◆ Work order ◆
What you return should be each line of the data containing the string "middleware".

Items listed in a dataset:
▼▼▼

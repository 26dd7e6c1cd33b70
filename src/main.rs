use std::{net::SocketAddr, sync::Arc};

use anyhow::Context;
use axum::{Router, middleware};
use tower_http::trace::TraceLayer;

use todo_service::{
    config::{AppConfig, LoggingConfig},
    db::connection,
    logging::init_tracing,
    middleware::{catch_panic_layer, json_error_middleware},
    routes::router,
    services::ServiceContext,
    state::AppState,
};

#[tokio::main]
async fn main() {
    if let Err(err) = run().await {
        tracing::error!("server failed: {err:?}");
        std::process::exit(1);
    }
}

async fn run() -> anyhow::Result<()> {
    let cfg = match AppConfig::from_env() {
        Ok(cfg) => cfg,
        Err(err) => {
            // Bring up default logging so the failure below is not swallowed.
            init_tracing(&LoggingConfig::default());
            return Err(err);
        }
    };
    init_tracing(&cfg.logging);

    let services = match cfg.database.as_ref() {
        Some(database) => ServiceContext::from_db(&connection::connect(database).await?),
        None => {
            tracing::warn!("no database configured; todos are kept in memory only");
            ServiceContext::in_memory()
        }
    };

    let state = AppState::new(cfg, services);
    let bind_address = state.config.bind_address();
    let addr: SocketAddr = bind_address
        .parse()
        .with_context(|| format!("invalid host/port: {bind_address}"))?;

    let app = Router::new()
        .merge(router(Arc::clone(&state)))
        .layer(middleware::from_fn(json_error_middleware))
        .layer(catch_panic_layer())
        .layer(TraceLayer::new_for_http());

    tracing::info!("listening on http://{}", addr);

    let listener = tokio::net::TcpListener::bind(addr).await?;
    axum::serve(listener, app).await?;
    Ok(())
}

▲▲▲

◆ Written solution ◆
use axum::{Router, middleware};
    middleware::{catch_panic_layer, json_error_middleware},
        .layer(middleware::from_fn(json_error_middleware))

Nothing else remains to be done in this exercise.